- [YOUR ASSIGNMENT]
When the line containing "one at a time." is found in the data below, copy it and each line after it through the line containing "1) == Some('.')", exactly and with no others.

*** Block opens ***

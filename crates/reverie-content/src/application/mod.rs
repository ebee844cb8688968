//! Catalog assembly.

pub mod catalog;
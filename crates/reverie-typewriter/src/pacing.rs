//! Step-to-step delays for text reveal.

use std::time::Duration;

use unicode_segmentation::UnicodeSegmentation;

/// Splits text into the units a reveal appends one at a time.
///
/// Units are extended grapheme clusters, so emoji sequences and combining
/// marks are revealed whole.
#[must_use]
pub fn units(text: &str) -> Vec<&str> {
    text.graphemes(true).collect()
}

/// Additive pauses keyed by the trailing character of the unit just
/// appended.
#[derive(Debug, Clone, Copy, PartialEq, Eq)]
pub struct PacingTable {
    /// After `.`, `!` or `?`.
    pub sentence_end: Duration,
    /// After `,`.
    pub comma: Duration,
    /// After `—`.
    pub em_dash: Duration,
    /// After `…` or a `.` that completes three consecutive dots.
    pub ellipsis: Duration,
}

impl Default for PacingTable {
    fn default() -> Self {
        Self {
            sentence_end: Duration::from_millis(260),
            comma: Duration::from_millis(140),
            em_dash: Duration::from_millis(180),
            ellipsis: Duration::from_millis(300),
        }
    }
}

impl PacingTable {
    /// Bonus delay after `units[index]`.
    #[must_use]
    pub fn bonus(&self, units: &[&str], index: usize) -> Duration {
        let trailing = |i: usize| units.get(i).and_then(|u| u.chars().last());
        match trailing(index) {
            Some('…') => self.ellipsis,
            Some('.')
                if index >= 2
                    && trailing(index - 1) == Some('.')
                    && trailing(index - 2) == Some('.') =>
            {
                self.ellipsis
            }
            Some('.' | '!' | '?') => self.sentence_end,
            Some(',') => self.comma,
            Some('—') => self.em_dash,
            _ => Duration::ZERO,
        }
    }
}

/// How a session spaces its steps.
#[derive(Debug, Clone, Copy, PartialEq, Eq)]
pub enum Pacing {
    /// Base delay plus punctuation bonuses.
    Punctuated {
        /// Delay applied after every unit.
        base: Duration,
        /// Bonus table.
        table: PacingTable,
    },
    /// Constant delay after every unit.
    Fixed(Duration),
}

impl Pacing {
    /// Punctuation-aware pacing with the default bonus table.
    #[must_use]
    pub fn punctuated(base: Duration) -> Self {
        Self::Punctuated {
            base,
            table: PacingTable::default(),
        }
    }

    /// Delay that follows `units[index]`.
    #[must_use]
    pub fn delay_after(&self, units: &[&str], index: usize) -> Duration {
        match self {
            Self::Punctuated { base, table } => *base + table.bonus(units, index),
            Self::Fixed(speed) => *speed,
        }
    }
}

/// One delay per unit of `text`: the pause that follows that unit under
/// punctuation-aware pacing with the default table.
#[must_use]
pub fn step_delays(text: &str, base: Duration) -> Vec<Duration> {
    let units = units(text);
    let pacing = Pacing::punctuated(base);
    (0..units.len())
        .map(|i| pacing.delay_after(&units, i))
        .collect()
}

*** Block closes ***

- [EXERCISE RESULT]
/// Splits text into the units a reveal appends one at a time.
///
/// Units are extended grapheme clusters, so emoji sequences and combining
/// marks are revealed whole.
#[must_use]
pub fn units(text: &str) -> Vec<&str> {
    text.graphemes(true).collect()
}

/// Additive pauses keyed by the trailing character of the unit just
/// appended.
#[derive(Debug, Clone, Copy, PartialEq, Eq)]
pub struct PacingTable {
    /// After `.`, `!` or `?`.
    pub sentence_end: Duration,
    /// After `,`.
    pub comma: Duration,
    /// After `—`.
    pub em_dash: Duration,
    /// After `…` or a `.` that completes three consecutive dots.
    pub ellipsis: Duration,
}

impl Default for PacingTable {
    fn default() -> Self {
        Self {
            sentence_end: Duration::from_millis(260),
            comma: Duration::from_millis(140),
            em_dash: Duration::from_millis(180),
            ellipsis: Duration::from_millis(300),
        }
    }
}

impl PacingTable {
    /// Bonus delay after `units[index]`.
    #[must_use]
    pub fn bonus(&self, units: &[&str], index: usize) -> Duration {
        let trailing = |i: usize| units.get(i).and_then(|u| u.chars().last());
        match trailing(index) {
            Some('…') => self.ellipsis,
            Some('.')
                if index >= 2
                    && trailing(index - 1) == Some('.')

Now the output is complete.